(Entries shown Opens)

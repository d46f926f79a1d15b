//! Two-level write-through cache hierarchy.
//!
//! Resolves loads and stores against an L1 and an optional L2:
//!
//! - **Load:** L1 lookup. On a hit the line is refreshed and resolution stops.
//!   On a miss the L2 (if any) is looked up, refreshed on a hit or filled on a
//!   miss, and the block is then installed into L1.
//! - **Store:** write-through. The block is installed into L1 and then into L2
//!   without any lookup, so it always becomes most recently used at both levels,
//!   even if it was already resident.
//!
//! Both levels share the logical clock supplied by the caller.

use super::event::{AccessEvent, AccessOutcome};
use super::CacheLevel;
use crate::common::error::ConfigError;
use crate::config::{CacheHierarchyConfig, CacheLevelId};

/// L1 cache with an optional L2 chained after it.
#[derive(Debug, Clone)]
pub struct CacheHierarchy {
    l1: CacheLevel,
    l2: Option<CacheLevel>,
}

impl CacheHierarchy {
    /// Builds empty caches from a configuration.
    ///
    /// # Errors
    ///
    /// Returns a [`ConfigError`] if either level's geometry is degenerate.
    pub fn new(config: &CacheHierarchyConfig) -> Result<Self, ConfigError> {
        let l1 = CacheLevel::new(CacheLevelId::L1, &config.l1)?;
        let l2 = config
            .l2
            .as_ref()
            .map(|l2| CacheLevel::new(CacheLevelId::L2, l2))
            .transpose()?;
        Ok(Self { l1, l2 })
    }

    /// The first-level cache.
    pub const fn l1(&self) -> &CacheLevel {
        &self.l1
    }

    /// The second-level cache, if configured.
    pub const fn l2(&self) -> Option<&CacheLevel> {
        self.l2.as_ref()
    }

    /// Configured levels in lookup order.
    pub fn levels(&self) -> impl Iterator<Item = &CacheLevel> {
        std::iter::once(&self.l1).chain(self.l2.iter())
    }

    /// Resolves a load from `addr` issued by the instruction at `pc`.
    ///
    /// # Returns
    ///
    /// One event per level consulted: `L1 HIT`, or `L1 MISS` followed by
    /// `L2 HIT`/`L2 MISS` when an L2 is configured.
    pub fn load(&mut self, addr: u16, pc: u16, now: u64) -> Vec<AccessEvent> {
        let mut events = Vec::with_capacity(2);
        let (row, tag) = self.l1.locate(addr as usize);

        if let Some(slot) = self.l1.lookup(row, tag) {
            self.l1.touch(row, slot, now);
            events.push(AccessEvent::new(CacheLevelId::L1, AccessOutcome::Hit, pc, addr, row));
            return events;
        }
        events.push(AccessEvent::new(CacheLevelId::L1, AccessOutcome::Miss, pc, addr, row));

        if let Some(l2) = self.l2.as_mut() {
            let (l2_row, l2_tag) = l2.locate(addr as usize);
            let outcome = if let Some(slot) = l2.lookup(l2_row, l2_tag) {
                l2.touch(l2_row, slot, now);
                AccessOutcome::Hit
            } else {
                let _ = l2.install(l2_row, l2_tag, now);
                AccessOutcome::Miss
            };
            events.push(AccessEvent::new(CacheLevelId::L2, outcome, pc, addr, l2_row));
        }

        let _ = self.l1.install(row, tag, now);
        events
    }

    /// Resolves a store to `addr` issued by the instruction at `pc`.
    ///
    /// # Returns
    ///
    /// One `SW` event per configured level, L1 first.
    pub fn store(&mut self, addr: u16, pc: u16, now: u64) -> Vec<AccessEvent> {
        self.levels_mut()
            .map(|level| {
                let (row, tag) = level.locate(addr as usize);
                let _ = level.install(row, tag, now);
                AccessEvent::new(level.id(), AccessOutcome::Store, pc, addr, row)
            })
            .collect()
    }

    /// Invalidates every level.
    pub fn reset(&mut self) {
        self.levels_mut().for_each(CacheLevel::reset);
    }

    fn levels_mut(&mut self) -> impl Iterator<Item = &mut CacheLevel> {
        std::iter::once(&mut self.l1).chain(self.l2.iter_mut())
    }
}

(Entries shown Closes)

Across the listing above, report every line where "then" occurs.

• [Reply to the exercise]
//!   miss, and the block is then installed into L1.
//! - **Store:** write-through. The block is installed into L1 and then into L2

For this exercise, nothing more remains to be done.